Postby boomerang » Wed Jan 18, 2012 11:44 am

Davutoglu and the ascendancy of the Muslim Brotherhood

18-01-2012


Al-Akhbar:

Turkish Foreign Minister Ahmet Davutoglu gives the impression that he is supremely confident about how the Syrian crisis will unfold. But he is actually concerned with other matters.

Davutoglu’s view is that the Arab world is not only going through a period of political change at present. He also explains that the region is witnessing the ascendancy of the Islamist group that most closely reflects both his own thinking and the historic concept of the Islamic state.

He tries to portray these new Islamists as modern, contrasting them with the jihadi groups that emerged in recent decades, which the Muslim Brotherhood in Turkey opposes.

Davutoglu acts as though the political influence wielded by some Arab and Western governments in Egypt and other countries in North Africa will not endure: it applies only to the immediate aftermath of the revolutions there, and won’t leave a fundamental ideological mark.

The role played by the Gulf states in these countries does not seem to seriously trouble him. He does not make much of a distinction in this regard between the activities of the Qataris and the Saudis, although he notes divergences which reflect their political rivalry. But he sees both as promoting a political/ideological doctrine with which Turkey and the Muslim Brotherhood are at odds.

And he does worry to some extent about the reckless adoption by Saudi Arabia and Qatar, along with powerful sponsors in Kuwait and the UAE, of Salafist groups, who the Brotherhood regards as ideologically incapable of leading the Islamic world.

From this perspective, Davutoglu acts based on the assumption that change is coming to Syria – either now, or in one or a few years’ time – and that the current regime in Damascus is doomed. Naturally, he does not want to demoralize his supporters and others eager to see the downfall of the regime in Syria. But he also wants these groups to bide their time, pending broader changes that will shake up the region as a whole.

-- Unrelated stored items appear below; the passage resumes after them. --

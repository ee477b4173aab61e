use console::style;

/// Styling helpers for terminal output
pub fn bright_yellow(text: impl std::fmt::Display) -> console::StyledObject<String> {
    style(text.to_string()).bright().yellow()
}

pub fn bright_green(text: impl std::fmt::Display) -> console::StyledObject<String> {
    style(text.to_string()).bright().green()
}

pub fn bright_red(text: impl std::fmt::Display) -> console::StyledObject<String> {
    style(text.to_string()).bright().red()
}

pub fn cyan(text: impl std::fmt::Display) -> console::StyledObject<String> {
    style(text.to_string()).cyan()
}

pub fn dim(text: impl std::fmt::Display) -> console::StyledObject<String> {
    style(text.to_string()).dim()
}

pub fn bright(text: impl std::fmt::Display) -> console::StyledObject<String> {
    style(text.to_string()).bright()
}

pub fn magenta_bold(text: impl std::fmt::Display) -> console::StyledObject<String> {
    style(text.to_string()).magenta().bold()
}
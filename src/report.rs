use chrono::{DateTime, FixedOffset, NaiveDate, Utc};
use log::warn;
use serde::{Deserialize, Serialize};

use crate::auth::Token;
use crate::error::{Result, TimesheetError};

/// Offsets beyond half a day only produce a warning.
const SUSPICIOUS_OFFSET_MINUTES: i32 = 12 * 60;

/// The person a timesheet is built for.
#[derive(Debug, Clone)]
pub struct User {
    /// Owner id stamped on the report
    pub id: i64,
    /// GitLab user id whose events are read
    pub gitlab_id: u64,
    pub token: Token,
    /// Minutes east of UTC
    pub timezone_offset: i32,
}

impl User {
    /// Returns the user's fixed UTC offset.
    ///
    /// # Errors
    ///
    /// Returns a configuration error if the offset is a full day or more.
    pub fn offset(&self) -> Result<FixedOffset> {
        if self.timezone_offset.abs() > SUSPICIOUS_OFFSET_MINUTES {
            warn!(
                "Timezone offset {} minutes is larger than half a day",
                self.timezone_offset
            );
        }

        FixedOffset::east_opt(self.timezone_offset * 60).ok_or_else(|| {
            TimesheetError::Config(format!(
                "timezone offset {} minutes is out of range",
                self.timezone_offset
            ))
        })
    }
}

/// One task line of a timesheet.
#[derive(Debug, Clone, PartialEq, Serialize, Deserialize)]
pub struct ReportRow {
    /// Assigned by persistence; always zero when built
    #[serde(rename = "rowReportId")]
    pub report_id: i64,
    pub date: DateTime<Utc>,
    pub task: String,
    pub link: String,
    #[serde(rename = "timeSpent")]
    pub time_spent: f32,
}

/// A one-day timesheet for a single user.
#[derive(Debug, Clone, PartialEq, Serialize, Deserialize)]
pub struct Report {
    #[serde(rename = "reportUserId")]
    pub user_id: i64,
    #[serde(rename = "reportDate")]
    pub date: NaiveDate,
    pub rows: Vec<ReportRow>,
}

impl Report {
    pub fn total_hours(&self) -> f64 {
        self.rows.iter().map(|row| f64::from(row.time_spent)).sum()
    }
}
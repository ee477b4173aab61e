pub mod gitlab;
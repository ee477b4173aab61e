use std::fmt::Write;

use chrono::FixedOffset;
use comfy_table::Cell;

use crate::providers::gitlab::LINK_SEPARATOR;
use crate::report::Report;

use super::styling::{bright, bright_green, bright_red, bright_yellow, cyan, dim};
use super::tables::{color_coded_hours_cell, create_table, cyan_header};

/// Prints a human-readable timesheet to stdout.
///
/// Displays:
/// - Overview: report owner, day, number of tasks and total hours
/// - Tasks: one row per task with its start time in the user's offset, the
///   task reference, its links and the credited hours
///
/// Total hours are green up to a full workday and red beyond it.
pub fn print_summary(report: &Report, offset: FixedOffset, workday_hours: f64) {
    println!("{}", render_summary(report, offset, workday_hours));
}

fn add_section_header(output: &mut String, emoji: &str, title: &str) {
    let _ = writeln!(output, "{} {}", bright(emoji), bright(title).underlined());
}

fn render_summary(report: &Report, offset: FixedOffset, workday_hours: f64) -> String {
    let mut output = String::new();

    add_section_header(&mut output, "📊", "Overview");

    let total = report.total_hours();
    let total_display = if total > workday_hours {
        bright_red(format!("{total:.2}h"))
    } else {
        bright_green(format!("{total:.2}h"))
    };

    let _ = writeln!(
        output,
        "  {} {}\n  {} {}\n  {} {}\n  {} {}\n",
        dim("User:"),
        cyan(report.user_id),
        dim("Date:"),
        cyan(report.date),
        dim("Tasks:"),
        bright_yellow(report.rows.len()),
        dim("Total hours:"),
        total_display,
    );

    add_section_header(&mut output, "🗂️", "Tasks");

    let mut table = create_table();
    table.set_header(cyan_header(&["Started", "Task", "Links", "Hours"]));

    for row in &report.rows {
        let started = row.date.with_timezone(&offset).format("%H:%M").to_string();
        table.add_row(vec![
            Cell::new(started),
            Cell::new(&row.task),
            Cell::new(row.link.replace(LINK_SEPARATOR, "\n")),
            color_coded_hours_cell(f64::from(row.time_spent), workday_hours),
        ]);
    }

    let _ = writeln!(output, "{table}");

    output
}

In the meantime, he is seeking to persuade everyone he can to subscribe to his regional concept. This is based on the notion that the Sunni Islamist majority is prepared at this juncture, while still in the ascendancy stage, to conclude a deal with the region’s powerful Shia minority. He very much wants that deal to be struck primarily with Iran, in order to enable him to deal more easily with Syria, Lebanon, and Palestine.

This goes beyond immediate political realities. Turkey is indeed hoping for the collapse of President Bashar Assad’s rule. It is doing what it can politically, economically, in terms of security, and through the use of propaganda, to bring about a new government in Damascus. But it also knows full well that hopes alone do not determine facts on the ground.

Davutoglu is seen as the brains of the Muslim Brotherhood’s governing party in Turkey. That helps him convey the message candidly, where possible, and with appropriate diplomatic and intellectual tact, when necessary. His message is that Arabs and Muslims, whatever their religious, political, or intellectual persuasions, must get used to the idea that the course of history in the Arab and Islamic worlds is at present being led by the Sunni Islamist current.

He is urging the others – meaning everyone not belonging to this current – to come out of denial, and signal their acceptance of this historic fact. That would make possible the aformentioned deal, under that same currents’ auspices, providing those others with the assurances they need to allow them to live in this part of the world.

Davutoglu, of course, has nothing to offer here other than the Turkish model of citizenship. Many believe that Turkey has succeeded in establishing social and political norms that enable political pluralism to function satisfactorily, and allow the freedoms necessary for political, intellectual, and social interaction.

That is at best. Yet Davutoglu cannot be all that sanguine about the ability of fragmented Arab societies to generate similar models. This applies to big countries like Egypt, Syria, Saudi Arabia, or Iraq, and even small and rich states, like the emirates of the Arab Gulf.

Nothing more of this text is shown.